__INSTRUCTIONS TO FOLLOW__:
Find every line in the records below that contains the word "impl", and copy each such line.

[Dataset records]
┄┄┄┄┄┄

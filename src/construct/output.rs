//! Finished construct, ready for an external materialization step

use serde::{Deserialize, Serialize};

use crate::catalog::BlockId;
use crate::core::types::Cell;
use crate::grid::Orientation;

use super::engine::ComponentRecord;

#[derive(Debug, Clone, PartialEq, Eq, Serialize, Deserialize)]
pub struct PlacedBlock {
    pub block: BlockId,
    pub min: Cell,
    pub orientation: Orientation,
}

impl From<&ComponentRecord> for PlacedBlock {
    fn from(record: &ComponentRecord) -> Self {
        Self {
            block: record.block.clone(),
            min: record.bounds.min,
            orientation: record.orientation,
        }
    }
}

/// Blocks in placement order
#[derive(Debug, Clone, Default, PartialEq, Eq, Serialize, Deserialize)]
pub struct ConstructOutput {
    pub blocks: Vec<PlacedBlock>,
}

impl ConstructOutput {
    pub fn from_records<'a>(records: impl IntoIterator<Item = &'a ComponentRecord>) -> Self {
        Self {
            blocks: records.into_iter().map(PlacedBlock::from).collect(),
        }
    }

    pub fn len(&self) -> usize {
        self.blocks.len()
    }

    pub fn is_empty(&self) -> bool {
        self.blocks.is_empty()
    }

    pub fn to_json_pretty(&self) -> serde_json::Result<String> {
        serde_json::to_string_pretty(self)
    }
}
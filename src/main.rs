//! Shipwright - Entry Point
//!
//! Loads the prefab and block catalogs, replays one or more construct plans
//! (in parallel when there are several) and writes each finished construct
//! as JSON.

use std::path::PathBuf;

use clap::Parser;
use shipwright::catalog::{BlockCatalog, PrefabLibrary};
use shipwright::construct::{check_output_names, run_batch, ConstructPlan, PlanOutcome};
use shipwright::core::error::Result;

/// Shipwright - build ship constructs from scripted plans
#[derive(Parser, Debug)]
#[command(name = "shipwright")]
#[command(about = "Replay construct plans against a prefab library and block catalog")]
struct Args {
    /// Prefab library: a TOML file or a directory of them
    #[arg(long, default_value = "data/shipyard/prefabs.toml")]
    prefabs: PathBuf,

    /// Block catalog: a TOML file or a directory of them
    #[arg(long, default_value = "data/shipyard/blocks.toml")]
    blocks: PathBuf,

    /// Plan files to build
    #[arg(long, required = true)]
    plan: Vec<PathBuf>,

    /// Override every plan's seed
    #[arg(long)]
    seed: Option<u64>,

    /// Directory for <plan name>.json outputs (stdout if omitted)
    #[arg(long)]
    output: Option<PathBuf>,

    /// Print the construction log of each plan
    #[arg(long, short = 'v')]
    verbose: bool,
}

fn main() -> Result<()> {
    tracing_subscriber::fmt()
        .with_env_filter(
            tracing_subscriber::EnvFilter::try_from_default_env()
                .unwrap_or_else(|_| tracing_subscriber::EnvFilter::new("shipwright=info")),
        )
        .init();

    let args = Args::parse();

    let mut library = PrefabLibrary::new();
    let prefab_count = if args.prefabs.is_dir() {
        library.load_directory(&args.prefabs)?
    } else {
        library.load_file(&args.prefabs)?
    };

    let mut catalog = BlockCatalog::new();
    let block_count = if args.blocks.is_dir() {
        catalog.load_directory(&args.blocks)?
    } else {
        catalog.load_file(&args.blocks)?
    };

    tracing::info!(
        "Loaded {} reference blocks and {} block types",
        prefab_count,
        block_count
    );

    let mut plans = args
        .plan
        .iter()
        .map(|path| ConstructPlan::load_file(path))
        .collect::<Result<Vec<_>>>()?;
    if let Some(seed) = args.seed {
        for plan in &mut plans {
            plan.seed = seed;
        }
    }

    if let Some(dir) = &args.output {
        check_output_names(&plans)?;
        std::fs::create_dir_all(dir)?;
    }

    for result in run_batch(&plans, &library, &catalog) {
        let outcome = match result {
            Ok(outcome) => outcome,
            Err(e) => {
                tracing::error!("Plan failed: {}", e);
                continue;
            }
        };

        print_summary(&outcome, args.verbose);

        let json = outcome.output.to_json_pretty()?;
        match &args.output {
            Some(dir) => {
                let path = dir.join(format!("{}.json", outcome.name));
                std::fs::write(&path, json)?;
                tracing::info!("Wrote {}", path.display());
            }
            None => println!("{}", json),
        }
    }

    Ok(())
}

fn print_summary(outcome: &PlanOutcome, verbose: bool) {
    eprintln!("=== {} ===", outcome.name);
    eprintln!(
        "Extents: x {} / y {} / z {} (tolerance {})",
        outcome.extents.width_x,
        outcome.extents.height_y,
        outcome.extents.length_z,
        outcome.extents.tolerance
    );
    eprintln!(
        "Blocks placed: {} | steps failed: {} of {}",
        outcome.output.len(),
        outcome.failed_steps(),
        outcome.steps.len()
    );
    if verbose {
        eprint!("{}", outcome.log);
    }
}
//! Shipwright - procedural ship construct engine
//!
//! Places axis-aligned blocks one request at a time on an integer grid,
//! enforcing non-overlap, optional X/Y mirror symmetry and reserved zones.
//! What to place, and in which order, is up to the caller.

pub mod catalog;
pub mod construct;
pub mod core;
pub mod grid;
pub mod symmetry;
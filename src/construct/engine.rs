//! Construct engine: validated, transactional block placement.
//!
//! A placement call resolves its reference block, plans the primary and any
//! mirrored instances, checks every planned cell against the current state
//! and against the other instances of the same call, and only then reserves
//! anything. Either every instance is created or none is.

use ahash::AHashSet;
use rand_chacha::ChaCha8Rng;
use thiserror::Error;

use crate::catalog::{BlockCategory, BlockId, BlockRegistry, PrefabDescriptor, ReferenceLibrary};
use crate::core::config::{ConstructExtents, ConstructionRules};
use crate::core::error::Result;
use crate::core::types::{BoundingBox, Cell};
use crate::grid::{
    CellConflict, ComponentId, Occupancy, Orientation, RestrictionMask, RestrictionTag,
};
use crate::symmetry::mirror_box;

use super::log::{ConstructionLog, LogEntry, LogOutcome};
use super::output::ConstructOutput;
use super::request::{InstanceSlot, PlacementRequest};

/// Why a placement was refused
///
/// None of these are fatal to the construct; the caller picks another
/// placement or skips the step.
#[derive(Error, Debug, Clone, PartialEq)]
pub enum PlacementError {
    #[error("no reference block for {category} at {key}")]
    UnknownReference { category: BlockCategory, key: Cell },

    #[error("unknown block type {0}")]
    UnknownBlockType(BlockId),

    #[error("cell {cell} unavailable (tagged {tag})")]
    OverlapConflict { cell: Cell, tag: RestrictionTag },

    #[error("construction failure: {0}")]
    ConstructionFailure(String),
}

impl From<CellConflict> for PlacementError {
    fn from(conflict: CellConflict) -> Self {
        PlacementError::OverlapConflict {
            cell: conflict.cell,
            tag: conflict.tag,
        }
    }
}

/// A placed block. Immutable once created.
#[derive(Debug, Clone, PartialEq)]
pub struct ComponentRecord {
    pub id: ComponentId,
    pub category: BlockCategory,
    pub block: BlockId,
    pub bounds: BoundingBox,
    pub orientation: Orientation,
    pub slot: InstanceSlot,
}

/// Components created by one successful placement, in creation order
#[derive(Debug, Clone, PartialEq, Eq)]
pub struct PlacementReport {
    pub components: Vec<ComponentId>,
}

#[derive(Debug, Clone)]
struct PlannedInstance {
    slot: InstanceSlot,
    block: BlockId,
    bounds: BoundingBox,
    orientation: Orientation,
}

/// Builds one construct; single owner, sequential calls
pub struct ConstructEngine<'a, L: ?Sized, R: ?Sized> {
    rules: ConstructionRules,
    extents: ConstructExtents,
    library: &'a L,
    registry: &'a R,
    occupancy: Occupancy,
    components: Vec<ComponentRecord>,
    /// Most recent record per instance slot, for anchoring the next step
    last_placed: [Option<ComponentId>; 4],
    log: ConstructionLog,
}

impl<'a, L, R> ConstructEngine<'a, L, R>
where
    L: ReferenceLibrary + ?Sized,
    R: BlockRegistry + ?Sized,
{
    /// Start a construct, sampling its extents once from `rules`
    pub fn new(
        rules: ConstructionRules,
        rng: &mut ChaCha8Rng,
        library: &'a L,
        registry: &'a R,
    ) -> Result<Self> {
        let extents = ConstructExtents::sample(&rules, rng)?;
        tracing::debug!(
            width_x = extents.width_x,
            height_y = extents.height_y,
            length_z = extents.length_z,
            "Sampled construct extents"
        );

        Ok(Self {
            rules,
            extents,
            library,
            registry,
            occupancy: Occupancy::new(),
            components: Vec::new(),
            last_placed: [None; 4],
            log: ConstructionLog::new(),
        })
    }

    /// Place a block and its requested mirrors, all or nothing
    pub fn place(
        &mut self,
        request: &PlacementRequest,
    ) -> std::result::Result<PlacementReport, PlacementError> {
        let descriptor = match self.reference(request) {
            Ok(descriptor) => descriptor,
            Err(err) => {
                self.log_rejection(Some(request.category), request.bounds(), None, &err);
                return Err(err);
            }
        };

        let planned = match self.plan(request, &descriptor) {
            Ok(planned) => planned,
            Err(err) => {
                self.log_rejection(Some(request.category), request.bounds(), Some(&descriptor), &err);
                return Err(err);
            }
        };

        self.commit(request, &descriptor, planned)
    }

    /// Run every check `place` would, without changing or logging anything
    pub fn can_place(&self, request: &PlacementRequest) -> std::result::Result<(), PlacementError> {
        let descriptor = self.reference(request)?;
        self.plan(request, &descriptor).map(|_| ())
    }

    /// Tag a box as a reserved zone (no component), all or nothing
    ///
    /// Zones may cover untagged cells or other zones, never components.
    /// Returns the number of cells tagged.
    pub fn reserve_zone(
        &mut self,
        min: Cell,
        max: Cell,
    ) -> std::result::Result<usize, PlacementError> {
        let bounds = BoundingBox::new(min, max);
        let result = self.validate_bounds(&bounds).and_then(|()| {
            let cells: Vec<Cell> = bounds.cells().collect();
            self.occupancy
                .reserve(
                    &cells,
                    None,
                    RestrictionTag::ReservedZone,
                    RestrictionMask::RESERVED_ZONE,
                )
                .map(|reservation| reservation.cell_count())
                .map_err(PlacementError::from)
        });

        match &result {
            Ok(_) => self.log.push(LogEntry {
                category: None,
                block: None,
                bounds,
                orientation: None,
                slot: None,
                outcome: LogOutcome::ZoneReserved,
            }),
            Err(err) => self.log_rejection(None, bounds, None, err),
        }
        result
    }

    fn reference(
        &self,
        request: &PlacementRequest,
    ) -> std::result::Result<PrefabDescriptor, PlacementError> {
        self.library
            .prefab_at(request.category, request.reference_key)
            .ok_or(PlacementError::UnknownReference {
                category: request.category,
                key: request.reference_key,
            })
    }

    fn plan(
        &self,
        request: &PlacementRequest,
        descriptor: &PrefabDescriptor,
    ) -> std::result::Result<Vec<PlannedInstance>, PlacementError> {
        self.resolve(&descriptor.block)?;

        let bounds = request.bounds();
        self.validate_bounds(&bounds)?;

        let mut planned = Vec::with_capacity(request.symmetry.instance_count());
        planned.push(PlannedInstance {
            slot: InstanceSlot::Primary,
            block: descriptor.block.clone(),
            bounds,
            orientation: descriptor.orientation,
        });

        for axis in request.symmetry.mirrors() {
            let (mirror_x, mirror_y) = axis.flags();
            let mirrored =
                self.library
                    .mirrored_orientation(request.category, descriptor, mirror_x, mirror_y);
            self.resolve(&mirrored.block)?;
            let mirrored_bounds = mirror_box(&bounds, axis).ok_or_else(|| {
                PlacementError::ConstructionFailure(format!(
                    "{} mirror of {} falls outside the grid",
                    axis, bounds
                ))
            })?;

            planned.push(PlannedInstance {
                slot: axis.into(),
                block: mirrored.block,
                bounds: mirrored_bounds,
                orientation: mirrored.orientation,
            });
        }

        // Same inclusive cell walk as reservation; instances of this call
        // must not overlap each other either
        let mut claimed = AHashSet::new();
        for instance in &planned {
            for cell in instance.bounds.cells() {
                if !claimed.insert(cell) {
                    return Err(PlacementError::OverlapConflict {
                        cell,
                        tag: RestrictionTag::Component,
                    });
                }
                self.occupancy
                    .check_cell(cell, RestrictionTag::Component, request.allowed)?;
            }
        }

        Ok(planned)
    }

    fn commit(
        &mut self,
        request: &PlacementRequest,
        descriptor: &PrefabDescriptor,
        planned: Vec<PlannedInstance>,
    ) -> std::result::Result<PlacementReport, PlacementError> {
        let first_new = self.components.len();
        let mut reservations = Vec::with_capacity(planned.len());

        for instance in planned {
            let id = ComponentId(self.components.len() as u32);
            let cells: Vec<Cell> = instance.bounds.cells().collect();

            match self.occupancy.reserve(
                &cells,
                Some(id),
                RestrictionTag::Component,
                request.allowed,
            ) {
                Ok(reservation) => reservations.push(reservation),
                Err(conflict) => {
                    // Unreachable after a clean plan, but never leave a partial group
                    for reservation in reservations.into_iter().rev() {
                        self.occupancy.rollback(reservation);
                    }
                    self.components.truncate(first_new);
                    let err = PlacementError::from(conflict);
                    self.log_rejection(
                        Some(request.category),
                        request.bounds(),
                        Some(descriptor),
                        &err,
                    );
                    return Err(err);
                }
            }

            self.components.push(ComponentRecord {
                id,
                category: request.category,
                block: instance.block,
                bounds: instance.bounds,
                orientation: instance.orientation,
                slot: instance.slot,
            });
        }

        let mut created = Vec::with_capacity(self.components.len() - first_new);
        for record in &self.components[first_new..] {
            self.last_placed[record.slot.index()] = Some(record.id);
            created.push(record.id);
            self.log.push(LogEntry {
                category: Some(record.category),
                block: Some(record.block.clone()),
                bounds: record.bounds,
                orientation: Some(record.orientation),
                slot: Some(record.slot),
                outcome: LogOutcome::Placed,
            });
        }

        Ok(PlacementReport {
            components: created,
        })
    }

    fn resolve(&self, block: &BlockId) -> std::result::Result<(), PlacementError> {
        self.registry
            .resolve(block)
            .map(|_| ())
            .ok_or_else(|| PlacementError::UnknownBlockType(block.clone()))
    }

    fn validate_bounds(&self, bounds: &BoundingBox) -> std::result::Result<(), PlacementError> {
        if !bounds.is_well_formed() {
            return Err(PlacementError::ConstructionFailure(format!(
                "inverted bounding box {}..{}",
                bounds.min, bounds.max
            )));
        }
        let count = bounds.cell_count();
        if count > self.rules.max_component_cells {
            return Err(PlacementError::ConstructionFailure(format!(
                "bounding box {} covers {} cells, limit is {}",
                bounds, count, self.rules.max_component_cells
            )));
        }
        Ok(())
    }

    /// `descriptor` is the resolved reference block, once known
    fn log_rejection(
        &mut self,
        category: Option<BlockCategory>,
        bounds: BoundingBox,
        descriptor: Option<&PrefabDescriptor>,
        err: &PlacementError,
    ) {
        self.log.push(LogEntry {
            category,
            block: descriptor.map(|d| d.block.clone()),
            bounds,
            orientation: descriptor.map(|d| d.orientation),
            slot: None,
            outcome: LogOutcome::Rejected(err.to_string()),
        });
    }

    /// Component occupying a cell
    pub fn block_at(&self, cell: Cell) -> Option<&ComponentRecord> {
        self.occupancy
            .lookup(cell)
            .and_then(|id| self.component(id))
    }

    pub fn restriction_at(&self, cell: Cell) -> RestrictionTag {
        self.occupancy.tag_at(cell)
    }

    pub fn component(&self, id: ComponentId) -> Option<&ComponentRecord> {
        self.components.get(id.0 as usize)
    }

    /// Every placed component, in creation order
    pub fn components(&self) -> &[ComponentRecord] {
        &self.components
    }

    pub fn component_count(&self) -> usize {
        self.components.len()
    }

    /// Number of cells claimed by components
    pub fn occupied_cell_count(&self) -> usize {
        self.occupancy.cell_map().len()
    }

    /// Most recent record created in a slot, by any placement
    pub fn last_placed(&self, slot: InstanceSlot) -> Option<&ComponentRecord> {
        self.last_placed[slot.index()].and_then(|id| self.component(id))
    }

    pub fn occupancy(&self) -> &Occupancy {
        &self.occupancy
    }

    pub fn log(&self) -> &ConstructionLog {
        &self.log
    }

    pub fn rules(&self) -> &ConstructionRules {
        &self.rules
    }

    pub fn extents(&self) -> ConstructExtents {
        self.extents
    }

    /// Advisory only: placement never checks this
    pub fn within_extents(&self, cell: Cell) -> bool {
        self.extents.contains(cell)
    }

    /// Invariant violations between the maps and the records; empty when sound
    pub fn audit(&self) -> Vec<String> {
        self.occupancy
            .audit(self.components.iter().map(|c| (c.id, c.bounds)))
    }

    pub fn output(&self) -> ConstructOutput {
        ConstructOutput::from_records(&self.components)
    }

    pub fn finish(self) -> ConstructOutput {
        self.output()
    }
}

┄┄┄┄┄┄

__YOUR RESPONSE__:
impl From<&ComponentRecord> for PlacedBlock {
impl ConstructOutput {
    pub fn from_records<'a>(records: impl IntoIterator<Item = &'a ComponentRecord>) -> Self {
impl From<CellConflict> for PlacementError {
impl<'a, L, R> ConstructEngine<'a, L, R>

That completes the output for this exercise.